Data Import
Data import loads external data into Geode from various sources and formats. Efficient import strategies ensure fast, reliable data loading while maintaining data integrity, handling errors gracefully, and optimizing for system performance during bulk operations.
Import Formats
JSON Import
Import graph structure from JSON files:
# Import JSON file
geode import --format json --input backup.json --graph production
# Import with validation
geode import --format json --input data.json --validate --graph production
# Import JSON lines (streaming format)
geode import --format jsonl --input large_dataset.jsonl --stream --graph production
JSON Format:
{
"nodes": [
{
"labels": ["Person"],
"properties": {
"name": "Alice Johnson",
"age": 30,
"email": "[email protected]"
}
},
{
"labels": ["Company"],
"properties": {
"name": "Acme Corp",
"industry": "Technology"
}
}
],
"relationships": [
{
"type": "WORKS_FOR",
"start_node_id": "person_1",
"end_node_id": "company_1",
"properties": {
"since": "2020-01-15",
"role": "Engineer"
}
}
]
}
CSV Import
Import tabular data from CSV files:
# Import CSV with headers
geode import --format csv --input users.csv --has-header --graph production
# Import without headers (specify column mapping)

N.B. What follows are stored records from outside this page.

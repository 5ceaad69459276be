//! Date-indexed columnar table.
//!
//! [`TimeSeriesTable`] pairs an ordered time index with a polars `DataFrame`
//! whose columns are all `Float64`. Row `i` of every column refers to the
//! instant `times()[i]`. Tables are immutable once constructed: every
//! operation returns a new table, except [`TimeSeriesTable::retain`].

use std::collections::HashSet;

use polars::prelude::*;

use crate::types::{DATE_COLUMN, Date, UNIX_EPOCH_DAYS_FROM_CE, is_missing};
use crate::{Result, RondaError};

/// An ordered, date-aligned table of numeric observations.
///
/// # Example
///
/// ```
/// use ronda_traits::{Date, TimeSeriesTable};
///
/// let times = vec![
///     Date::from_ymd_opt(2024, 1, 31).unwrap(),
///     Date::from_ymd_opt(2024, 2, 29).unwrap(),
/// ];
/// let table = TimeSeriesTable::from_columns(times, vec![("SPY", vec![470.0, 505.0])]).unwrap();
/// assert_eq!(table.len(), 2);
/// assert_eq!(table.values("SPY").unwrap(), vec![Some(470.0), Some(505.0)]);
/// ```
#[derive(Debug, Clone)]
pub struct TimeSeriesTable {
    times: Vec<Date>,
    data: DataFrame,
}

impl TimeSeriesTable {
    /// Creates a table from a time index and a frame of value columns.
    ///
    /// Numeric columns are coerced to `Float64`.
    ///
    /// # Errors
    ///
    /// Returns [`RondaError::InvalidData`] if the times are not
    /// non-decreasing, the row counts differ, a column is not numeric, a
    /// column name repeats, or a column uses the reserved name `date`.
    pub fn new(times: Vec<Date>, data: DataFrame) -> Result<Self> {
        if let Some(pos) = times.windows(2).position(|w| w[0] > w[1]) {
            return Err(RondaError::InvalidData(format!(
                "times must be non-decreasing: {} follows {}",
                times[pos + 1],
                times[pos]
            )));
        }

        if data.width() > 0 && data.height() != times.len() {
            return Err(RondaError::InvalidData(format!(
                "expected {} rows, found {}",
                times.len(),
                data.height()
            )));
        }

        let mut seen = HashSet::with_capacity(data.width());
        let mut columns = Vec::with_capacity(data.width());
        for column in data.get_columns() {
            let name = column.name().as_str();
            if name == DATE_COLUMN {
                return Err(RondaError::InvalidData(format!(
                    "'{DATE_COLUMN}' is reserved for the time index"
                )));
            }
            if !seen.insert(name) {
                return Err(RondaError::InvalidData(format!("duplicate column '{name}'")));
            }
            columns.push(to_float_column(column)?);
        }

        let data = if columns.is_empty() {
            DataFrame::default()
        } else {
            DataFrame::new(columns)?
        };

        Ok(Self { times, data })
    }

    /// Creates a table from plain `f64` columns. NaN marks a missing value.
    pub fn from_columns<S, I>(times: Vec<Date>, columns: I) -> Result<Self>
    where
        S: AsRef<str>,
        I: IntoIterator<Item = (S, Vec<f64>)>,
    {
        let columns = columns
            .into_iter()
            .map(|(name, values)| Series::new(name.as_ref().into(), values).into_column())
            .collect::<Vec<_>>();
        Self::from_column_vec(times, columns)
    }

    /// Creates a table from nullable columns. `None` marks a missing value.
    pub fn from_nullable_columns<S, I>(times: Vec<Date>, columns: I) -> Result<Self>
    where
        S: AsRef<str>,
        I: IntoIterator<Item = (S, Vec<Option<f64>>)>,
    {
        let columns = columns
            .into_iter()
            .map(|(name, values)| Series::new(name.as_ref().into(), values).into_column())
            .collect::<Vec<_>>();
        Self::from_column_vec(times, columns)
    }

    fn from_column_vec(times: Vec<Date>, columns: Vec<Column>) -> Result<Self> {
        if let Some(column) = columns.iter().find(|c| c.len() != times.len()) {
            return Err(RondaError::InvalidData(format!(
                "column '{}' has {} values, expected {}",
                column.name(),
                column.len(),
                times.len()
            )));
        }
        let data = if columns.is_empty() {
            DataFrame::default()
        } else {
            DataFrame::new(columns)?
        };
        Self::new(times, data)
    }

    /// Creates a table from a flat frame holding a `Date` column plus one
    /// numeric column per asset, as delivered by a price-history provider.
    ///
    /// # Errors
    ///
    /// Returns [`RondaError::ColumnNotFound`] if `date_column` is absent and
    /// [`RondaError::InvalidData`] if it contains nulls or cannot be read as dates.
    pub fn from_dataframe(df: &DataFrame, date_column: &str) -> Result<Self> {
        let dates = df
            .column(date_column)
            .map_err(|_| RondaError::ColumnNotFound(date_column.to_string()))?
            .as_materialized_series();

        let dates = if dates.dtype() == &DataType::Date {
            dates.clone()
        } else {
            dates.strict_cast(&DataType::Date).map_err(|e| {
                RondaError::InvalidData(format!("column '{date_column}' is not a date: {e}"))
            })?
        };

        let times = dates
            .date()?
            .physical()
            .into_iter()
            .map(|d: Option<i32>| {
                d.and_then(|d| Date::from_num_days_from_ce_opt(d + UNIX_EPOCH_DAYS_FROM_CE))
            })
            .collect::<Option<Vec<_>>>()
            .ok_or_else(|| {
                RondaError::InvalidData(format!("column '{date_column}' contains missing dates"))
            })?;

        let data = df.drop(date_column)?;
        Self::new(times, data)
    }

    /// Flattens the table into a frame whose first column is `date`.
    pub fn to_dataframe(&self) -> Result<DataFrame> {
        let mut columns = Vec::with_capacity(self.width() + 1);
        columns.push(Series::new(DATE_COLUMN.into(), self.times.as_slice()).into_column());
        columns.extend(self.data.get_columns().iter().cloned());
        Ok(DataFrame::new(columns)?)
    }

    /// Returns the time index.
    pub const fn times(&self) -> &[Date] {
        self.times.as_slice()
    }

    /// Returns the underlying frame of value columns.
    pub const fn data(&self) -> &DataFrame {
        &self.data
    }

    /// Returns the number of rows.
    pub const fn len(&self) -> usize {
        self.times.len()
    }

    /// Returns whether the table has no rows.
    pub const fn is_empty(&self) -> bool {
        self.times.is_empty()
    }

    /// Returns the number of value columns.
    pub fn width(&self) -> usize {
        self.data.width()
    }

    /// Returns the value column names in order.
    pub fn column_names(&self) -> Vec<String> {
        self.data
            .get_column_names()
            .iter()
            .map(|s| s.to_string())
            .collect()
    }

    /// Checks if a value column exists.
    pub fn has_column(&self, name: &str) -> bool {
        self.data
            .get_column_names()
            .iter()
            .any(|s| s.as_str() == name)
    }

    /// Gets a value column by name.
    ///
    /// # Errors
    ///
    /// Returns [`RondaError::ColumnNotFound`] if the column is absent.
    pub fn column(&self, name: &str) -> Result<&Float64Chunked> {
        let column = self
            .data
            .column(name)
            .map_err(|_| RondaError::ColumnNotFound(name.to_string()))?;
        Ok(column.as_materialized_series().f64()?)
    }

    /// Collects a value column into a vector.
    pub fn values(&self, name: &str) -> Result<Vec<Option<f64>>> {
        Ok(self.column(name)?.into_iter().collect())
    }

    /// Iterates rows in index order.
    pub fn rows(&self) -> Result<Rows<'_>> {
        let mut names = Vec::with_capacity(self.width());
        let mut columns = Vec::with_capacity(self.width());
        for column in self.data.get_columns() {
            names.push(column.name().as_str());
            columns.push(column.as_materialized_series().f64()?);
        }
        Ok(Rows {
            times: &self.times,
            names,
            columns,
            index: 0,
        })
    }

    /// Returns a new table with an extra column appended.
    ///
    /// # Errors
    ///
    /// Returns [`RondaError::InvalidData`] if the length differs from the
    /// row count or the name is already taken.
    pub fn with_column(&self, name: &str, values: Vec<Option<f64>>) -> Result<Self> {
        if values.len() != self.len() {
            return Err(RondaError::InvalidData(format!(
                "column '{name}' has {} values, expected {}",
                values.len(),
                self.len()
            )));
        }
        if self.has_column(name) {
            return Err(RondaError::InvalidData(format!("duplicate column '{name}'")));
        }

        let mut columns = self.data.get_columns().to_vec();
        columns.push(Series::new(name.into(), values).into_column());
        Self::new(self.times.clone(), DataFrame::new(columns)?)
    }

    /// Returns a new table with the rows of `other` appended.
    ///
    /// # Errors
    ///
    /// Returns [`RondaError::InvalidData`] if the column sets differ or
    /// `other` starts before this table ends.
    pub fn append(&self, other: &Self) -> Result<Self> {
        if self.column_names() != other.column_names() {
            return Err(RondaError::InvalidData(format!(
                "cannot append columns {:?} to {:?}",
                other.column_names(),
                self.column_names()
            )));
        }

        let mut times = Vec::with_capacity(self.len() + other.len());
        times.extend_from_slice(&self.times);
        times.extend_from_slice(&other.times);

        let data = if self.width() == 0 {
            DataFrame::default()
        } else {
            self.data.vstack(&other.data)?
        };
        Self::new(times, data)
    }

    /// Returns a new table restricted to the named columns, in the given order.
    pub fn select(&self, names: &[&str]) -> Result<Self> {
        if let Some(missing) = names.iter().find(|n| !self.has_column(n)) {
            return Err(RondaError::ColumnNotFound((*missing).to_string()));
        }
        let data = if names.is_empty() {
            DataFrame::default()
        } else {
            self.data.select(names.iter().copied())?
        };
        Self::new(self.times.clone(), data)
    }

    /// Returns `len` rows starting at `offset`, clamped to the table bounds.
    pub fn slice(&self, offset: usize, len: usize) -> Self {
        let start = offset.min(self.len());
        let end = offset.saturating_add(len).min(self.len());
        let data = if self.width() == 0 {
            DataFrame::default()
        } else {
            self.data.slice(start as i64, end - start)
        };
        Self {
            times: self.times[start..end].to_vec(),
            data,
        }
    }

    /// Returns a new table holding the rows where `mask` is `true`.
    ///
    /// # Errors
    ///
    /// Returns [`RondaError::InvalidData`] if the mask length differs from the
    /// row count.
    pub fn filter(&self, mask: &[bool]) -> Result<Self> {
        if mask.len() != self.len() {
            return Err(RondaError::InvalidData(format!(
                "mask has {} entries, expected {}",
                mask.len(),
                self.len()
            )));
        }

        let times = self
            .times
            .iter()
            .zip(mask)
            .filter_map(|(t, keep)| keep.then_some(*t))
            .collect();

        let data = if self.width() == 0 {
            DataFrame::default()
        } else {
            let mask: BooleanChunked = mask.iter().copied().collect();
            self.data.filter(&mask)?
        };

        Ok(Self { times, data })
    }

    /// Keeps only the rows where `mask` is `true`, in place.
    ///
    /// Returns the number of removed rows. On error the table is unchanged.
    pub fn retain(&mut self, mask: &[bool]) -> Result<usize> {
        let filtered = self.filter(mask)?;
        let removed = self.len() - filtered.len();
        *self = filtered;
        Ok(removed)
    }
}
//! Lag operator: shift every column back by a fixed number of periods.

use polars::prelude::*;
use ronda_traits::{Result, RondaError, TimeSeriesTable, Transform};
use serde::{Deserialize, Serialize};

/// Configuration for the lag operator.
#[derive(Debug, Clone, PartialEq, Eq, Serialize, Deserialize)]
#[serde(default)]
pub struct LagConfig {
    /// Number of periods to shift by (default: 1)
    pub periods: usize,

    /// Drop the leading rows that have no lagged value instead of leaving
    /// them missing (default: false)
    pub drop_leading: bool,
}

impl Default for LagConfig {
    fn default() -> Self {
        Self {
            periods: 1,
            drop_leading: false,
        }
    }
}

/// Time-shifted view of a table.
///
/// Output row `i` holds input row `i - periods`. The first `periods` rows are
/// missing, or dropped when [`LagConfig::drop_leading`] is set. Columns are
/// renamed to `<column>_LAG<periods>` so the lagged and un-lagged series can
/// live in one table.
#[derive(Debug, Clone, Default)]
pub struct Lag {
    config: LagConfig,
}

impl Lag {
    /// Create a lag operator with the given configuration.
    #[must_use]
    pub const fn new(config: LagConfig) -> Self {
        Self { config }
    }

    /// Create a lag operator that pads the leading rows.
    #[must_use]
    pub const fn with_periods(periods: usize) -> Self {
        Self::new(LagConfig {
            periods,
            drop_leading: false,
        })
    }

    /// Get the shift in periods.
    #[must_use]
    pub const fn periods(&self) -> usize {
        self.config.periods
    }

    /// Whether leading rows are dropped.
    #[must_use]
    pub const fn drop_leading(&self) -> bool {
        self.config.drop_leading
    }

    /// Name of the lagged column derived from `source`.
    #[must_use]
    pub fn column_name(source: &str, periods: usize) -> String {
        format!("{source}_LAG{periods}")
    }

    /// Compute the lagged table.
    ///
    /// A shift longer than the table is allowed and yields an all-missing
    /// table (or an empty one when dropping leading rows).
    ///
    /// # Errors
    ///
    /// Returns [`RondaError::InvalidLookback`] for a shift of zero.
    pub fn compute(&self, table: &TimeSeriesTable) -> Result<TimeSeriesTable> {
        let periods = self.config.periods;
        if periods == 0 {
            return Err(RondaError::InvalidLookback {
                lookback: periods,
                rows: table.len(),
            });
        }

        let columns = table
            .data()
            .get_columns()
            .iter()
            .map(|c| {
                c.as_materialized_series()
                    .shift(periods as i64)
                    .with_name(Self::column_name(c.name().as_str(), periods).into())
                    .into_column()
            })
            .collect::<Vec<_>>();
        let data = if columns.is_empty() {
            DataFrame::default()
        } else {
            DataFrame::new(columns)?
        };
        let lagged = TimeSeriesTable::new(table.times().to_vec(), data)?;

        tracing::debug!(
            periods,
            rows = table.len(),
            drop_leading = self.config.drop_leading,
            "lag computed"
        );

        if self.config.drop_leading {
            Ok(lagged.slice(periods, lagged.len()))
        } else {
            Ok(lagged)
        }
    }
}

impl Transform for Lag {
    fn name(&self) -> &str {
        "lag"
    }

    fn lookback(&self) -> usize {
        self.config.periods
    }

    fn apply(&self, table: &TimeSeriesTable) -> Result<TimeSeriesTable> {
        self.compute(table)
    }
}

geode import --format csv --input data.csv \
--columns "id,name,email,age" \
--node-type Person \
--graph production
# Custom delimiter (TSV)
geode import --format csv --input data.tsv --delimiter "\t" --graph production
CSV Format:
id,name,email,age,city
1,Alice Johnson,[email protected],30,San Francisco
2,Bob Smith,[email protected],25,New York
3,Carol White,[email protected],35,Seattle
GraphML Import
Import from graph visualization tools:
# Import GraphML file
geode import --format graphml --input network.graphml --graph social
# Import with attribute mapping
geode import --format graphml --input graph.graphml \
--map-attributes "id:nodeId,label:nodeLabel" \
--graph production
GQL LOAD Statements
Import data using GQL directly:
-- Load CSV data
LOAD CSV FROM '/data/users.csv'
WITH HEADERS
AS row
CREATE (p:Person {
id: row.id,
name: row.name,
email: row.email,
age: toInteger(row.age)
});
-- Load with filtering
LOAD CSV FROM '/data/products.csv'
WITH HEADERS
AS row
WHERE row.price IS NOT NULL AND toDecimal(row.price) > 0
CREATE (p:Product {
id: row.id,
name: row.name,
price: toDecimal(row.price),
category: row.category
});
-- Load relationships
LOAD CSV FROM '/data/connections.csv'
WITH HEADERS
AS row
MATCH (a:Person {id: row.person_a_id})
MATCH (b:Person {id: row.person_b_id})
CREATE (a)-[:KNOWS {since: date(row.since)}]->(b);
-- Load JSON
LOAD JSON FROM '/data/users.json'
AS item
CREATE (p:Person {
id: item.id,
name: item.name,
email: item.email,
age: item.age
});
Batch Import
Large Dataset Import
Import millions of records efficiently:
# Python batch import
import asyncio
from geode_client import Client
import csv
async def batch_import(filename, batch_size=1000):
client = Client(host="localhost", port=3141)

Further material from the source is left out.